Rhett and I do have that in common. We were both raised by our grandparents. Me because I lost my parents in a car accident when I was a baby. Him because his washed their hands of him.
“Married? Are you being serious? Have you forgotten we hate each other?”
He nods like what he’s saying makes perfect sense to him. “We can marry now to make our families happy, and us not loving each other makes it easier. There won’t be a messy emotion to deal with when we divorce later.”
Later. I know he means when something happens to my grandfather. When it does, I’ll be all alone in this world.
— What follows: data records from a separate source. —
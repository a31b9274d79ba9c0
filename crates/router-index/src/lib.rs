//! # router-index
//!
//! In-memory brute-force vector index for route matching.
//!
//! Stores utterance embeddings alongside their route labels and source
//! texts, and answers nearest-neighbor queries by scoring the query
//! vector against the full corpus.
//!
//! ## Features
//! - Incremental insertion; dimension fixed by the first vector added
//! - Top-k query by cosine similarity (or any injected `Metric`)
//! - Delete-by-route that keeps vectors, routes and utterances aligned
//!
//! ## Concurrency
//! The index has no internal synchronization. Mutation takes `&mut self`;
//! shared use across threads requires external exclusion (e.g. wrap the
//! index in an `RwLock`).

pub mod error;
pub mod local;

pub use error::IndexError;
pub use local::{IndexDescription, LocalIndex, RouteMatch};
//! # router-linear
//!
//! Similarity metrics and score selection for route matching.
//!
//! This crate is the linear-algebra collaborator of `router-index`: it
//! scores a query vector against a stored corpus and picks the best
//! scoring rows.
//!
//! ## Features
//! - Pluggable `Metric` trait with cosine and dot-product implementations
//! - `similarity_matrix` for scoring a query against a full corpus
//! - `top_scores` for stable top-k selection with clamping

pub mod metric;
pub mod scores;

pub use metric::{Cosine, DotProduct, Metric};
pub use scores::{similarity_matrix, top_scores};
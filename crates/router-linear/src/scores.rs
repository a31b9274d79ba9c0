//! Corpus scoring and top-k selection.

use std::cmp::Ordering;

use crate::metric::Metric;

/// Score a query vector against every row of the corpus.
///
/// Returns one score per corpus row, in corpus order. O(N×D) for a
/// corpus of N rows of dimension D.
pub fn similarity_matrix(query: &[f32], corpus: &[Vec<f32>], metric: &dyn Metric) -> Vec<f32> {
    corpus.iter().map(|row| metric.score(query, row)).collect()
}

/// Select the `top_k` highest scores and their positions.
///
/// Scores come back in descending order; ties break by ascending
/// position so selection is deterministic. `top_k` larger than the
/// score count clamps to the available count.
pub fn top_scores(scores: &[f32], top_k: usize) -> (Vec<f32>, Vec<usize>) {
    let mut order: Vec<usize> = (0..scores.len()).collect();
    // Stable sort keeps equal scores in position order.
    order.sort_by(|&a, &b| scores[b].partial_cmp(&scores[a]).unwrap_or(Ordering::Equal));
    order.truncate(top_k);

    let top = order.iter().map(|&i| scores[i]).collect();
    (top, order)
}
I bite my lip thinking of the conversation I’d had with Grandpa last night.
His eyes had filled with unshed tears and his lips trembled as he’d rasped out, “I know I don’t have much time left and I’d resteasy knowing you had someone. I want to walk you down the aisle and see you happy.”
“Then there’s Clyde.”
Rhett speaking the name of my slimy ex jerks my attention back to the present. “What about him?”
“Wouldn’t you like to be the one who stays at the company while he’s tossed out on his ass?”
My boss, Kenny, owns two radio stations. Clyde is the DJ at one just over the county line while I’m at the other here in town. But rumor around town has it that due to budget cuts, the station personnel will be combined, and positions eliminated.